**WHAT THE TASK ASKS**. Find the word "hits" in the listing; pull out each line holding it.

========

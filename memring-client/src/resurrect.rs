// resurrect.rs - One-shot, re-armable resurrection timer
//
// A single background thread sleeps until armed, waits out the delay, then
// runs the sweep. The sweep's return value re-arms the timer (some nodes are
// still dead) or leaves it idle. Arming an already armed timer is a no-op.

use std::sync::Arc;
use std::thread::{self, JoinHandle};
use std::time::{Duration, Instant};

use parking_lot::{Condvar, Mutex};
use tracing::{debug, error};

#[derive(Default)]
struct TimerState {
    deadline: Option<Instant>,
    stopped: bool,
}

#[derive(Default)]
struct TimerShared {
    state: Mutex<TimerState>,
    signal: Condvar,
}

pub struct ResurrectionTimer {
    shared: Arc<TimerShared>,
    join: Mutex<Option<JoinHandle<()>>>,
}

impl std::fmt::Debug for ResurrectionTimer {
    fn fmt(&self, f: &mut std::fmt::Formatter<'_>) -> std::fmt::Result {
        f.debug_struct("ResurrectionTimer")
            .field("armed", &self.is_armed())
            .finish()
    }
}

impl ResurrectionTimer {
    /// Spawns the timer thread, initially idle.
    ///
    /// `sweep` returns the delay before the next sweep, or `None` to go idle.
    pub fn start<F>(sweep: F) -> Self
    where
        F: Fn() -> Option<Duration> + Send + 'static,
    {
        let shared = Arc::new(TimerShared::default());
        let thread_shared = Arc::clone(&shared);
        let join = thread::spawn(move || run(&thread_shared, sweep));
        ResurrectionTimer {
            shared,
            join: Mutex::new(Some(join)),
        }
    }

    /// Schedules a sweep after `delay` unless one is already pending.
    ///
    /// Returns true when this call armed the timer.
    pub fn arm(&self, delay: Duration) -> bool {
        let mut state = self.shared.state.lock();
        if state.stopped || state.deadline.is_some() {
            return false;
        }
        state.deadline = Some(Instant::now() + delay);
        drop(state);
        self.shared.signal.notify_all();
        true
    }

    pub fn is_armed(&self) -> bool {
        self.shared.state.lock().deadline.is_some()
    }

    /// Stops the thread and waits for it unless called from the timer thread
    /// itself. Idempotent.
    pub fn stop(&self) {
        {
            let mut state = self.shared.state.lock();
            state.stopped = true;
            state.deadline = None;
        }
        self.shared.signal.notify_all();

        let join = self.join.lock().take();
        if let Some(join) = join {
            if join.thread().id() != thread::current().id() && join.join().is_err() {
                error!("resurrection thread panicked");
            }
        }
    }
}

impl Drop for ResurrectionTimer {
    fn drop(&mut self) {
        self.stop();
    }
}

fn run<F>(shared: &TimerShared, sweep: F)
where
    F: Fn() -> Option<Duration>,
{
    let mut state = shared.state.lock();
    loop {
        if state.stopped {
            return;
        }
        match state.deadline {
            None => shared.signal.wait(&mut state),
            Some(deadline) if Instant::now() < deadline => {
                shared.signal.wait_until(&mut state, deadline);
            }
            Some(_) => {
                state.deadline = None;
                drop(state);
                let next = sweep();
                state = shared.state.lock();
                if let Some(delay) = next {
                    if !state.stopped && state.deadline.is_none() {
                        state.deadline = Some(Instant::now() + delay);
                        debug!(?delay, "resurrection timer re-armed");
                    }
                }
            }
        }
    }
}

#[cfg(test)]
mod tests {
    use super::*;
    use std::sync::atomic::{AtomicUsize, Ordering};

    #[test]
    fn fires_once_per_arm() {
        let fired = Arc::new(AtomicUsize::new(0));
        let counter = Arc::clone(&fired);
        let timer = ResurrectionTimer::start(move || {
            counter.fetch_add(1, Ordering::SeqCst);
            None
        });

        assert!(timer.arm(Duration::from_millis(20)));
        assert!(!timer.arm(Duration::from_millis(20)));
        thread::sleep(Duration::from_millis(150));
        assert_eq!(fired.load(Ordering::SeqCst), 1);
        assert!(!timer.is_armed());
        timer.stop();
    }

    #[test]
    fn sweep_can_rearm() {
        let fired = Arc::new(AtomicUsize::new(0));
        let counter = Arc::clone(&fired);
        let timer = ResurrectionTimer::start(move || {
            let n = counter.fetch_add(1, Ordering::SeqCst) + 1;
            if n < 3 {
                Some(Duration::from_millis(10))
            } else {
                None
            }
        });

        timer.arm(Duration::from_millis(10));
        thread::sleep(Duration::from_millis(300));
        assert_eq!(fired.load(Ordering::SeqCst), 3);
    }

    #[test]
    fn stop_is_idempotent_and_disarms() {
        let timer = ResurrectionTimer::start(|| None);
        timer.stop();
        timer.stop();
        assert!(!timer.arm(Duration::from_millis(1)));
    }
}
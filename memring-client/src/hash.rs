// hash.rs - Key hashing for the routers
//
// FNV-1a and Ketama feed the consistent-hash ring; the CRC32 fold selects
// vbuckets. All functions are pure and stable across processes.

const FNV_OFFSET_BASIS: u32 = 0x811c_9dc5;
const FNV_PRIME: u32 = 0x0100_0193;

/// 32-bit FNV-1a.
pub fn fnv1a_32(data: &[u8]) -> u32 {
    let mut hash = FNV_OFFSET_BASIS;
    for &byte in data {
        hash ^= byte as u32;
        hash = hash.wrapping_mul(FNV_PRIME);
    }
    hash
}

/// Four ring points from one MD5 digest, each read little-endian.
pub fn ketama_points(data: &[u8]) -> [u32; 4] {
    let digest = md5::compute(data);
    let mut points = [0u32; 4];
    for (i, chunk) in digest.0.chunks_exact(4).enumerate() {
        points[i] = u32::from_le_bytes([chunk[0], chunk[1], chunk[2], chunk[3]]);
    }
    points
}

/// Ketama key hash: the first point of the key's digest.
pub fn ketama_hash(data: &[u8]) -> u32 {
    ketama_points(data)[0]
}

/// CRC32 folded to 15 bits, the vbucket key hash.
pub fn vbucket_hash(key: &[u8]) -> u32 {
    (crc32fast::hash(key) >> 16) & 0x7fff
}

#[cfg(test)]
mod tests {
    use super::*;

    #[test]
    fn fnv1a_reference_values() {
        assert_eq!(fnv1a_32(b""), 0x811c_9dc5);
        assert_eq!(fnv1a_32(b"a"), 0xe40c_292c);
        assert_eq!(fnv1a_32(b"foobar"), 0xbf9c_f968);
    }

    #[test]
    fn ketama_splits_digest_little_endian() {
        // md5("") = d41d8cd98f00b204e9800998ecf8427e
        let points = ketama_points(b"");
        assert_eq!(points[0], 0xd98c_1dd4);
        assert_eq!(points[3], 0x7e42_f8ec);
        assert_eq!(ketama_hash(b""), points[0]);
    }

    #[test]
    fn vbucket_hash_fits_fifteen_bits() {
        for key in [&b"foo"[..], b"", b"a much longer key with spaces"] {
            assert!(vbucket_hash(key) <= 0x7fff);
        }
        assert_eq!(vbucket_hash(b"foo"), (crc32fast::hash(b"foo") >> 16) & 0x7fff);
    }
}
//! # Client Errors
//!
//! Transport-level failures. Cache semantics (misses, CAS conflicts, dead
//! nodes during a call) never appear here; they travel inside
//! `OperationResult`. These types describe why a socket, a pool or a
//! configuration could not be used.

use std::io;

use memring_common::{ProtocolError, Status};
use thiserror::Error;

/// Failure of one pooled socket. Always fatal for that socket.
#[derive(Debug, Error)]
pub enum ConnectionError {
    #[error("io error: {0}")]
    Io(#[from] io::Error),

    #[error("protocol error: {0}")]
    Protocol(#[from] ProtocolError),

    #[error("authentication failed: {0}")]
    Auth(String),

    #[error("connection closed by peer")]
    Closed,

    #[error("endpoint {0} did not resolve to any address")]
    Unresolved(String),
}

impl ConnectionError {
    /// Local status reported to callers for this failure.
    pub fn status(&self) -> Status {
        match self {
            ConnectionError::Protocol(_) => Status::Protocol,
            _ => Status::Transport,
        }
    }
}

/// Failure to obtain a connection from a node pool.
#[derive(Debug, Error)]
pub enum AcquireError {
    /// Pool is marked dead; no I/O was attempted.
    #[error("node {0} is unavailable")]
    Unavailable(String),

    /// Every connection stayed busy for the whole wait.
    #[error("timed out after {0:?} waiting for a pooled connection")]
    Timeout(std::time::Duration),

    /// Creating a new connection failed; the pool is now dead.
    #[error("failed to open connection: {0}")]
    Connect(#[source] ConnectionError),

    /// Pool was shut down.
    #[error("pool is shut down")]
    Shutdown,
}

impl AcquireError {
    pub fn status(&self) -> Status {
        match self {
            AcquireError::Unavailable(_) | AcquireError::Shutdown => Status::NotAttempted,
            AcquireError::Timeout(_) => Status::PoolTimeout,
            AcquireError::Connect(err) => err.status(),
        }
    }
}

/// Failure reported by `Node::execute`.
#[derive(Debug, Error)]
pub enum NodeError {
    #[error(transparent)]
    Acquire(#[from] AcquireError),

    /// Connecting or the exchange failed. `node_failed` tells whether the
    /// failure policy marked the node dead as a result.
    #[error("{source}")]
    Failed {
        #[source]
        source: ConnectionError,
        node_failed: bool,
    },
}

impl NodeError {
    pub fn status(&self) -> Status {
        match self {
            NodeError::Acquire(err) => err.status(),
            NodeError::Failed { source, .. } => source.status(),
        }
    }

    /// True when this error took the node out of service.
    pub fn node_failed(&self) -> bool {
        match self {
            NodeError::Failed { node_failed, .. } => *node_failed,
            NodeError::Acquire(_) => false,
        }
    }
}

/// Key rejected before routing. Reported as `InvalidRequest`.
#[derive(Debug, Clone, PartialEq, Eq, Error)]
pub enum KeyError {
    #[error("key is empty")]
    Empty,

    #[error("key is {len} bytes, limit is {limit}")]
    TooLong { len: usize, limit: usize },

    #[error("key contains whitespace or control characters")]
    InvalidCharacter,

    /// Refused by a custom transformer.
    #[error("key rejected: {0}")]
    Rejected(String),
}

impl KeyError {
    pub fn status(&self) -> Status {
        Status::InvalidRequest
    }
}

/// Value could not be converted to or from its stored form. Reported as
/// `Transcode`.
#[derive(Debug, Error)]
pub enum TranscodeError {
    #[error("json: {0}")]
    Json(#[from] serde_json::Error),

    #[error("raw item is not valid UTF-8")]
    InvalidUtf8(#[from] std::str::Utf8Error),

    #[error("unsupported item flags {0:#x}")]
    UnsupportedFlags(u32),

    /// Raised by a custom transcoder.
    #[error("{0}")]
    Custom(String),
}

impl TranscodeError {
    pub fn status(&self) -> Status {
        Status::Transcode
    }
}

/// Invalid settings. The only errors raised synchronously to callers.
#[derive(Debug, Clone, PartialEq, Eq, Error)]
pub enum ConfigError {
    #[error("server list is empty")]
    NoServers,

    #[error("invalid endpoint {0:?}: expected host:port")]
    InvalidEndpoint(String),

    #[error("min pool size {min} exceeds max pool size {max}")]
    PoolBounds { min: usize, max: usize },

    #[error("max pool size must be at least 1")]
    ZeroPoolSize,

    #[error("ring mutations must be at least 1")]
    ZeroMutations,

    #[error("vbucket locator requires a vbucket map")]
    MissingVBucketMap,

    #[error("invalid vbucket map: {0}")]
    InvalidVBucketMap(String),

    #[error("server pool is shut down")]
    ShutDown,
}
mod common;

use std::sync::Arc;
use std::time::Duration;

use memring_client::{
    AuthConfig, CacheClient, CacheItem, Cas, ClientConfig, ClientMetrics, Expiration,
    MutationMode, SocketPoolConfig, Status, StoreMode, FLAG_RAW,
};
use serde::{Deserialize, Serialize};

use common::MockServer;

#[derive(Debug, Clone, PartialEq, Serialize, Deserialize)]
struct Profile {
    name: String,
    visits: u32,
}

fn pool_config() -> SocketPoolConfig {
    SocketPoolConfig {
        min_pool_size: 1,
        max_pool_size: 4,
        connection_timeout: Duration::from_millis(500),
        receive_timeout: Duration::from_millis(500),
        dead_timeout: Duration::from_secs(30),
        ..SocketPoolConfig::default()
    }
}

fn client_for(server: &MockServer) -> CacheClient {
    CacheClient::new(ClientConfig::new([server.addr()]).with_socket_pool(pool_config()))
        .expect("client")
}

#[test]
fn set_then_get_returns_value_and_cas() {
    let server = MockServer::start();
    let client = client_for(&server);
    let profile = Profile {
        name: "ada".to_string(),
        visits: 3,
    };

    let stored = client.set("profile:1", &profile, Expiration::Never);
    assert!(stored.success);
    assert_eq!(stored.status.code(), 0);
    assert!(!stored.cas.is_none());

    let first = client.get::<Profile>("profile:1");
    assert!(first.success);
    assert_eq!(first.value.as_ref(), Some(&profile));
    assert_eq!(first.cas, stored.cas);

    let again = client.get::<Profile>("profile:1");
    assert_eq!(again.cas, first.cas);
    assert_eq!(client.try_get::<Profile>("profile:1").map(|(_, cas)| cas), Some(stored.cas));
}

#[test]
fn stale_cas_is_a_conflict_not_a_miss() {
    let server = MockServer::start();
    let client = client_for(&server);

    let stored = client.set("foo123", "v", Expiration::Never);
    assert!(stored.success);
    assert!(stored.cas.get() > 0);

    let stale = Cas::new(stored.cas.get() - 1);
    let conflict = client.cas(StoreMode::Set, "foo123", "v2", Expiration::Never, stale);
    assert!(!conflict.success);
    assert_eq!(conflict.status, Status::KeyExists);
    assert_ne!(conflict.status, Status::KeyNotFound);

    let current = client.cas(StoreMode::Set, "foo123", "v2", Expiration::Never, stored.cas);
    assert!(current.success);
    assert_ne!(current.cas, stored.cas);
    assert_eq!(client.get_value::<String>("foo123").as_deref(), Some("v2"));
}

#[test]
fn add_and_replace_respect_existence() {
    let server = MockServer::start();
    let client = client_for(&server);

    assert_eq!(
        client.replace("k", &1, Expiration::Never).status,
        Status::KeyNotFound
    );
    assert!(client.add("k", &1, Expiration::Never).success);
    assert_eq!(client.add("k", &2, Expiration::Never).status, Status::KeyExists);
    assert!(client.replace("k", &3, Expiration::Never).success);
    assert_eq!(client.get_value::<i32>("k"), Some(3));
}

#[test]
fn counters_seed_and_clamp() {
    let server = MockServer::start();
    let client = client_for(&server);

    assert_eq!(client.increment("hits", 1, 10).value, Some(10));
    assert_eq!(client.increment("hits", 5, 10).value, Some(15));
    assert_eq!(client.decrement("hits", 100, 0).value, Some(0));

    let missing = client.mutate(
        MutationMode::Increment,
        "absent",
        1,
        None,
        Expiration::Never,
        Cas::NONE,
    );
    assert_eq!(missing.status, Status::KeyNotFound);
    assert!(!server.contains("absent"));

    assert!(client.set("text", "abc", Expiration::Never).success);
    assert_eq!(client.increment("text", 1, 0).status, Status::NonNumeric);
}

#[test]
fn append_and_prepend_edit_raw_items() {
    let server = MockServer::start();
    let client = client_for(&server);

    assert_eq!(client.append("log", b"x", Cas::NONE).status, Status::ItemNotStored);

    let raw = CacheItem::new(FLAG_RAW, &b"b"[..]);
    assert!(client
        .store_item(StoreMode::Set, "log", raw, Expiration::Never, Cas::NONE)
        .success);
    assert!(client.append("log", b"c", Cas::NONE).success);
    assert!(client.prepend("log", b"a", Cas::NONE).success);

    let item = client.get_item("log");
    assert_eq!(item.value.map(|item| item.data.to_vec()), Some(b"abc".to_vec()));
    assert_eq!(client.get_value::<String>("log").as_deref(), Some("abc"));
}

#[test]
fn delete_touch_and_misses() {
    let server = MockServer::start();
    let client = client_for(&server);

    let stored = client.set("gone", &true, Expiration::In(Duration::from_secs(60)));
    assert!(client.touch("gone", Expiration::Never).success);
    let gat = client.get_and_touch::<bool>("gone", Expiration::In(Duration::from_secs(5)));
    assert_eq!(gat.value, Some(true));

    let stale = Cas::new(stored.cas.get() + 100);
    assert_eq!(client.delete_cas("gone", stale).status, Status::KeyExists);
    assert!(client.delete("gone").success);

    let miss = client.get::<bool>("gone");
    assert!(!miss.success);
    assert_eq!(miss.status, Status::KeyNotFound);
    assert_eq!(client.get_value::<bool>("gone"), None);
    assert_eq!(client.touch("gone", Expiration::Never).status, Status::KeyNotFound);
}

#[test]
fn undecodable_value_reports_transcode() {
    let server = MockServer::start();
    let client = client_for(&server);

    assert!(client.set("n", "not a number", Expiration::Never).success);
    let result = client.get::<u64>("n");
    assert_eq!(result.status, Status::Transcode);
    assert!(result.message.is_some());
}

#[test]
fn invalid_keys_never_reach_the_server() {
    let server = MockServer::start();
    let client = client_for(&server);
    let before = server.requests();

    let result = client.set("has space", &1, Expiration::Never);
    assert_eq!(result.status, Status::InvalidRequest);
    assert_eq!(client.get::<i32>(&"x".repeat(300)).status, Status::InvalidRequest);
    assert_eq!(server.requests(), before);
}

#[test]
fn broadcast_commands_reach_every_node() {
    let a = MockServer::start();
    let b = MockServer::start();
    let client = CacheClient::new(
        ClientConfig::new([a.addr(), b.addr()]).with_socket_pool(pool_config()),
    )
    .unwrap();

    let versions = client.versions();
    assert_eq!(versions.len(), 2);
    assert!(versions
        .values()
        .all(|result| result.value.as_deref() == Some("1.6.21-mock")));

    for i in 0..20 {
        client.set(&format!("key{i}"), &i, Expiration::Never);
    }
    let stats = client.stats(None);
    let total: usize = stats
        .values()
        .filter_map(|result| result.value.as_ref())
        .flat_map(|entries| entries.iter())
        .filter(|(name, _)| name == "curr_items")
        .map(|(_, value)| value.parse::<usize>().unwrap())
        .sum();
    assert_eq!(total, 20);

    let flushed = client.flush_all(Duration::ZERO);
    assert!(flushed.values().all(|result| result.success));
    assert_eq!(a.item_count() + b.item_count(), 0);
}

#[test]
fn sasl_plain_authenticates_new_connections() {
    let server = MockServer::with_credentials("app", "s3cret");
    let config = ClientConfig::new([server.addr()])
        .with_socket_pool(pool_config())
        .with_authentication(AuthConfig {
            zone: String::new(),
            username: "app".to_string(),
            password: "s3cret".to_string(),
        });
    let client = CacheClient::new(config).unwrap();
    assert!(client.set("k", "v", Expiration::Never).success);
    assert_eq!(client.get_value::<String>("k").as_deref(), Some("v"));
}

#[test]
fn rejected_credentials_leave_node_dead() {
    let server = MockServer::with_credentials("app", "s3cret");
    let config = ClientConfig::new([server.addr()])
        .with_socket_pool(pool_config())
        .with_authentication(AuthConfig {
            zone: String::new(),
            username: "app".to_string(),
            password: "wrong".to_string(),
        });
    let client = CacheClient::new(config).unwrap();
    let result = client.get::<String>("k");
    assert_eq!(result.status, Status::NotAttempted);
    assert!(client.server_pool().working_nodes().is_empty());
}

#[test]
fn exhausted_pool_times_out_instead_of_blocking() {
    let server = MockServer::start();
    server.set_delay(Duration::from_millis(300));
    let config = ClientConfig::new([server.addr()]).with_socket_pool(SocketPoolConfig {
        min_pool_size: 1,
        max_pool_size: 1,
        connection_timeout: Duration::from_millis(50),
        receive_timeout: Duration::from_secs(2),
        dead_timeout: Duration::from_secs(30),
        ..SocketPoolConfig::default()
    });
    let client = Arc::new(CacheClient::new(config).unwrap());

    let slow = {
        let client = Arc::clone(&client);
        std::thread::spawn(move || client.get_item("slow"))
    };
    std::thread::sleep(Duration::from_millis(50));
    let waited = client.get_item("fast");
    assert_eq!(waited.status, Status::PoolTimeout);
    assert_eq!(slow.join().unwrap().status, Status::KeyNotFound);
    assert_eq!(client.server_pool().working_nodes().len(), 1);
}

#[test]
fn metrics_observer_counts_outcomes() {
    let server = MockServer::start();
    let metrics = Arc::new(ClientMetrics::new());
    let client = CacheClient::builder(
        ClientConfig::new([server.addr()]).with_socket_pool(pool_config()),
    )
    .observer(metrics.clone())
    .build()
    .unwrap();

    let stored = client.set("m", &1, Expiration::Never);
    client.get::<i32>("m");
    client.get::<i32>("missing");
    client.cas(
        StoreMode::Set,
        "m",
        &2,
        Expiration::Never,
        Cas::new(stored.cas.get() + 1),
    );
    client.set("bad key", &1, Expiration::Never);

    let snapshot = metrics.snapshot();
    assert_eq!(snapshot.requests_total, 5);
    assert_eq!(snapshot.misses_total, 1);
    assert_eq!(snapshot.conflicts_total, 1);
    assert_eq!(snapshot.errors_total, 1);
    assert_eq!(snapshot.inflight, 0);
    assert_eq!(snapshot.latency.samples, 5);
}

#[test]
fn shutdown_is_idempotent() {
    let server = MockServer::start();
    let client = client_for(&server);
    assert!(client.set("k", &1, Expiration::Never).success);

    client.shutdown();
    client.shutdown();
    assert_eq!(client.get::<i32>("k").status, Status::NotAttempted);
}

========

**ANSWER BOX**.
    assert_eq!(client.increment("hits", 1, 10).value, Some(10));
    assert_eq!(client.increment("hits", 5, 10).value, Some(15));
    assert_eq!(client.decrement("hits", 100, 0).value, Some(0));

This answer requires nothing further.